NZLSAR News

Volume 3 Issue 5 October 1997

CONTENTS


For some time now Wellington District has been developing a SAR team comprising a number of runners. Their task is to quickly cover a track system either in the day or at night to see that the missing party is not on or near it. They have also been used to get medical assistance in at night when a helicopter was unable to fly. Accordingly the following article, received with thanks from the NZ Orienteering magazine, is an interesting addition to this concept.

EGMONT ORIENTEERS TRANSFER SKILLS TO SEARCH AND RESCUE

As fairly new members of the Taranaki Land Search and Rescue we were invited to put a team in the local SAR competition. Graham Maddern, Suzanne Scott, Nick Collins, Robert Newbrook, myself and Jay Patterson as leader, entered as a team and prepared a VERY vague plan. It had to be vague as none of us had been on a search before, although a couple had been to an exercise or training!!

In the past the competition format has been set to test bushcraft type skills like map reading, first aid, fire lighting, stretcher making and carrying. I had inside information that the format would be different this year – and it sure was!

The Police SAR squad were selected to run the event and they decided to test us on very different skills.

SO . . . . .nine teams headed out with our Police Markers in tow and with a decidedly sketchy idea of "what to do". Our marker was Mike Barnett

The scenario was that a man in his 60’s had gone rabbit shooting early in the morning and hadn’t come home. We had been called in to track him from the last known sighting. Sounded fairly reasonable, so as we headed to the spot of the last sighting we modified the VERY vague plan to suit the new format. Graham had done the tracking course last year so he was the obvious candidate to take over when we found a very clear boot print in the mud – right beside our start point – how convenient!! All this time Mike, our marker, was trailing along, listening and marking us on planning, leadership and a prepared list of other skills.

Graham did a fine job of the tracking and we were soon on the scene of "the accident". Jay jumped the fence to find a headless body (actually a pair of overalls stuffed with shredded paper). She racked her brains on how to do first aid when there is no head. The VERY vague plan was no help. Nick meanwhile was making the shotgun safe, Suzanne was scouting about for other clues and I was trying to report progress on the radio. At this point I was instructed to turn off the radio and communicate in writing with the Marker – these guys really like to change the rules! While this was happening a reporter and photographer from the local Daily News were in fine form trying to take pictures of the body and asking the usual nosy questions. Jay eventually sent them packing then sent Nick and Robert back to the start area to collect a body bag - while the rest of us were making a detailed record of the site for the Coroner. The last task was to bundle the "body"’ into the bag and carry everything back to the start area where we were asked some final questions before all the Markers went into a huddle to sort out placings.

As we waited for the results it was obvious that we Orienteers are a strange breed. Nick’s orienteering tights came in for some scrutiny! After all, most of the other teams were the hardy climbers, trampers, deerstalkers, "been on many searches and know it all" brigade - so we had few illusions about winning.

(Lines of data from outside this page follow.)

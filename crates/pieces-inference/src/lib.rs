//! Chat-completion client and the title metadata extractor built on it.

pub mod client;
pub mod error;
pub mod extractor;
pub mod types;

pub use client::{ChatBackend, InferenceConfig, OpenAiCompatClient};
pub use error::{InferenceError, Result};
pub use extractor::{locate_json_object, parse_reply, Extractor};
pub use types::{ChatRequest, Message};

pub const CRATE_NAME: &str = "pieces-inference";
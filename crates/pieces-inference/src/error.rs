use thiserror::Error;

pub type Result<T> = std::result::Result<T, InferenceError>;

/// Endpoint failures. These are never recovered per item; callers abort the run.
#[derive(Debug, Error)]
pub enum InferenceError {
    #[error("building http client: {0}")]
    Client(#[source] reqwest::Error),

    #[error("chat request failed: {0}")]
    Request(#[from] reqwest::Error),

    #[error("http status {status} from {url}: {body}")]
    HttpStatus { status: u16, url: String, body: String },

    #[error("chat response contained no choices")]
    EmptyResponse,
}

BUT - we surprised everyone by winning the event. It really goes to show how far you can get with common sense, team work and a one day tracking course. In the final count up we lost only 2 marks (for dealing with the press!) and the next team lost 4 marks. There had been quite a number of comments when we started about the number of women in our team but during the lunch that followed the presentation we noticed those men eating their words! ! ! !

Roll on next year so we can defend our title.

Can your Orienteers be a useful part of the Search and Rescue organisation ?

Sure can! We put ourselves forward to the local SAR as being useful for :

To date we have not been used on a callout, but I believe that is because the majority of the advisers don’t know us or our capabilities. Well . . . . . we changed that!

Jacqui Sinclair
New Plymouth


An Award With A Difference

On 26th July 1997 Laurie Cobb of Thames received the New Zealand Land Search and Rescue Award. Laurie had recently retired as an Adviser having been involved with SAR from its inception in Thames and with searches for the Police before that beginning about 1951. Laurie had served for several years as a member of the Police, many of those years in his home town of Thames.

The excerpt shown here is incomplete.